Retail analysts have warned that the 1.3 per cent dip in footfall across the UK last month may be a sign of tougher things to come in 2017.
According to the latest BRC-Springboard Footfall and Vacancies Monitor, last month’s year-on-year footfall decline was steeper than December’s 0.2 per cent drop and the worst since the 2.8 per fall recorded in June – when footfall was impacted in the preceding weeks and in the immediate aftermath of the EU referendum.
Shopping centres were the worst-hit after experiencing a fall in footfall for the 12th consecutive month – a further deceleration on the 1.9 per cent fall in December and below the three-month average decline of 2.4 per cent.
The high street fared a bit better although still sluggish, with footfall dropping by 0.8 per cent in January on the year before when it had gone up by 0.2 per cent.
Meanwhile, footfall in retail park locations fell year-on-year for the third consecutive month. In January 2016 footfall grew 5.2 per cent in retail parks, making it a tough comparable to grow upon.
The figures released today paint a different picture to Ipsos Retail Performance’s Retail Traffic Index released last week, which indicated that bricks-and-mortar destinations started 2017 on a positive note after a relatively small fall drop in footfall of “just” 1.4 per cent last month compared to January 2016, and after December’s 9.3 per cent drop year-on-year.
Springboard insights director Diane Wehrle said the latest Footfall and Vacancies Monitor was “consistent” with the trend of underperforming of shopping centres against high streets and retail parks, but warned 2017 could be a tough one for retailers.
“Of significance is that footfall is correlating closely with retail sales, with all sales results published so far showing a poorer performance in January than in January 2016,” she said.
“Springboard’s own data on bricks and mortar sales showed a 1.5 per cent drop in January from January 2015.”
British Retail Consortium (BRC) chief executive Helen Dickinson agreed.
“January’s sluggish non-food sales, which undoubtedly corresponded with the dip in footfall below last year, go some way to explaining these underwhelming figures,” she said.
“Stores bore the brunt of the sales slowdown; posting their deepest three-month decline on record as online was the preferred shopping channel for the month’s clearance sales.”
The Footfall and Vacancies Monitor also indicated that the national town centre vacancy rate stood at 9.4 per cent last month, down from 9.5 per cent in October and the lowest rate since January 2016, when it stood at 8.7 per cent.
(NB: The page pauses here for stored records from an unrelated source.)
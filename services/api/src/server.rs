use crate::cli::ServeArgs;
use crate::infra::{AppState, MemoryStore};
use crate::routes::{build_services, marketplace_routes};
use axum::Extension;
use axum_prometheus::PrometheusMetricLayer;
use std::sync::atomic::Ordering;
use std::sync::Arc;
use tracing::info;

use agrilink::config::AppConfig;
use agrilink::error::AppError;
use agrilink::telemetry;

pub(crate) async fn run(mut args: ServeArgs) -> Result<(), AppError> {
    let mut config = AppConfig::load()?;

    if let Some(host) = args.host.take() {
        config.server.host = host;
    }
    if let Some(port) = args.port.take() {
        config.server.port = port;
    }

    telemetry::init(&config.telemetry)?;

    let (prometheus_layer, prometheus_handle) = PrometheusMetricLayer::pair();
    let readiness_flag = Arc::new(std::sync::atomic::AtomicBool::new(false));
    let app_state = AppState {
        readiness: readiness_flag.clone(),
        metrics: Arc::new(prometheus_handle),
    };

    let store = Arc::new(MemoryStore::default());
    store.seed_market_prices();
    let services = build_services(store, &config.admin)?;

    let app = marketplace_routes(&services)
        .layer(Extension(app_state))
        .layer(prometheus_layer);

    let addr = config.server.socket_addr()?;
    let listener = tokio::net::TcpListener::bind(addr).await?;
    readiness_flag.store(true, Ordering::Release);

    info!(?config.environment, %addr, "agrilink marketplace ready");

    axum::serve(listener, app).await?;
    Ok(())
}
Dickinson said London was the strongest of the regions, with the proportion of empty shops falling from 9.5 to 8.4 per cent over the three months to January.
“However, in some parts of the country the number of empty shops remains worryingly high and act merely as a blot on landscape of local communities,” she said.
“And while the overall the rate has tended to remain around nine to 10 per cent since July 2015, the variation between successful and vulnerable locations grows ever wider.”
Dickinson said the incentive for retailers to innovate and invest in bricks-and-mortar spaces to create more engaging experiences for consumers was being curtailed by “upward only trajectory” business rates.
“This disincentive needs to be removed and the burden reduced thereby encouraging, rather than deterring, investment to the benefit of those local communities most impacted,” she said.